На выезде в коридор я пропускаю всех вперед и выезжаю последним, скромно опустив глаза. По сторонам не гляжу, хотя мне тоже интересно, как выглядит при свете дня то, над чем мы трудились ночью.
Восхищенные восклицания стаи вгоняют меня в краску.
— Ого! — кричат они. — Ого-го! Вот это да!
Как все-таки приятно делать сюрпризы. Как это волнительно, и как жаль, что нечасто выпадает такая возможность.
Нет больше чистых стен цвета жирных сливок.
Мы трудились на пределе человеческих возможностей, приводя их в соответствующий вид. Все — что писалось, писалось с размахом, но мы не халтурили — каждая надпись обработана очень тщательно. Рисунков, конечно, могло бы быть больше, но нельзя требовать одновременно и качества, и количества. Выше головы не прыгнешь.
— Ура! — кричит Русалка и убегает вперед, размахивая рюкзачком.
Курильщик переписывает в свой дневник какой-то лозунг. Разбухшие метровые буквы сверкают на полстены, как обсосанная карамель. Я и сам потрясен тем, как грандиозно это выглядит. Правда, не совсем понятно, о чем речь. Но это ерунда. Зато теперь просветами между надписями и рисунками займутся остальные, и через пару дней, нет, какое там, через несколько часов там уже будут и важные объявления, и новости, и договоры, и стихи, словом, все, без чего мы и наши стены не можем обойтись. Главное начать.
Русалка возвращается и возбужденно сообщает, что дальше все еще интереснее.
— Там шесть слонов бредут цепочкой… большие такие… один даже в шашечку. Что это означает, как вы думаете?

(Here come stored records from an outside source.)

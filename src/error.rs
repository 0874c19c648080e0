use std::path::PathBuf;

use thiserror::Error;

/// Errors in the run configuration. These are raised before any collective
/// communication takes place.
#[derive(Debug, Error, Clone, PartialEq, Eq)]
pub enum ConfigError {
    #[error("time out of range: '{token}' (from expression '{spec}')")]
    Range { token: String, spec: String },
    #[error("malformed time token '{token}' (from expression '{spec}')")]
    Parse { token: String, spec: String },
    #[error("time extent {nt} can not be split evenly over {size} ranks")]
    Partition { nt: usize, size: usize },
    #[error("cache capacity of series '{series}' must be strictly positive")]
    Capacity { series: String },
    #[error("index {index} out of bounds for series '{series}' of length {len}")]
    Index {
        series: String,
        index: usize,
        len: usize,
    },
    #[error("unknown tensor series '{0}'")]
    UnknownSeries(String),
    #[error("tensor series '{0}' is declared twice")]
    DuplicateSeries(String),
    #[error("boundary sign must be +1 or -1, got {0}")]
    Boundary(i32),
    #[error("unknown projector '{0}'")]
    Projector(String),
    #[error("translation average requested over an empty translation set")]
    EmptyTranslations,
    #[error("invalid product terms '{0}'")]
    Terms(String),
    #[error("product '{terms}' has {expected} intermediate terms but {found} time ranges")]
    Times {
        terms: String,
        expected: usize,
        found: usize,
    },
}

/// Mismatched tensor dimensions handed to a contraction kernel.
#[derive(Debug, Error, Clone, PartialEq, Eq)]
#[error("tensor shape mismatch: expected {expected:?}, found {found:?}")]
pub struct ShapeError {
    pub expected: Vec<usize>,
    pub found: Vec<usize>,
}

/// Failures of the collective operations of a process group.
#[derive(Debug, Error, Clone, PartialEq, Eq)]
pub enum CollectiveError {
    #[error("rank {rank} passed a buffer of length {found}, root has {expected}")]
    LengthMismatch {
        rank: usize,
        expected: usize,
        found: usize,
    },
    #[error("root rank {root} is not part of a group of size {size}")]
    InvalidRoot { root: usize, size: usize },
    #[error("a peer rank panicked during a collective")]
    Poisoned,
}

#[derive(Debug, Error)]
pub enum Error {
    #[error(transparent)]
    Config(#[from] ConfigError),
    #[error("i/o error on '{path}': {source}")]
    Io {
        path: PathBuf,
        #[source]
        source: std::io::Error,
    },
    #[error("can not decode tensor file '{path}': {source}")]
    Codec {
        path: PathBuf,
        #[source]
        source: bincode::Error,
    },
    #[cfg(feature = "hdf5")]
    #[error("hdf5 error on '{path}': {source}")]
    Hdf5 {
        path: PathBuf,
        #[source]
        source: hdf5::Error,
    },
    #[error("can not read parameter file '{path}': {source}")]
    Parameters {
        path: PathBuf,
        #[source]
        source: serde_json::Error,
    },
    #[error("can not write result '{path}': {source}")]
    Output {
        path: PathBuf,
        #[source]
        source: serde_json::Error,
    },
    /// Any failure of a result sink, kept apart from contraction errors.
    #[error("result sink failed: {0}")]
    Sink(#[source] Box<Error>),
    #[error(transparent)]
    Shape(#[from] ShapeError),
    #[error(transparent)]
    Collective(#[from] CollectiveError),
}

impl Error {
    /// Wraps an I/O error together with the path it happened on.
    pub(crate) fn io(path: impl Into<PathBuf>, source: std::io::Error) -> Self {
        Self::Io {
            path: path.into(),
            source,
        }
    }
}

pub type Result<T> = std::result::Result<T, Error>;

Курильщик не думает никак, а Сфинкс считает, что слоны, скорее всего, просто заполнили пространство.
— Должно быть, кто-то вырезал трафарет.
— А там, случайно, нет такой малюсенькой тли? — спрашивает Курильщик. — Рядом со слонами. Такой зеленой?
Тли там нет, зато есть симпатичный дремлющий лантозух с задранными кверху лапками, но не открывать же все секреты разом.
Русалка послушно ищет тлю. Все мы уже идем, и проезжаем мимо слонов, и все высматривают тлю.
— Ой, мертвый крокодил, — говорит Русалка огорченно.
Все соглашаются. Никто, как выяснилось, не в состоянии отличить спящего лантозуха от мертвого крокодила.
— Теперь понятно, почему Лорда не добудились, — говорит Рыжая. — И почему он воняет краской и растворителем, — она поправляет панамку на голове Толстого и увозит его вперед.
Мы настигаем их в районе третьей, где толпится народ. Все стоят, молча глядя на стену. Я проталкиваюсь ближе и переживаю потрясение наравне с остальными, потому что этот участок был слишком далеко от моего, ночью я его не посетил.
Здесь только пустые, обведенные черным, прямоугольники, с мелкими пояснениями в центре каждого: здесь была антилопа работы Леопарда. Мел, охра, бронза. Сохранившийся фрагмент диптиха «Охота».
Над пустыми траурными рамками змеится единственная крупная надпись: «ПРОХОЖИЙ, ОБНАЖИ ГОЛОВУ!»
Рыжая медленно стягивает с Толстого панамку.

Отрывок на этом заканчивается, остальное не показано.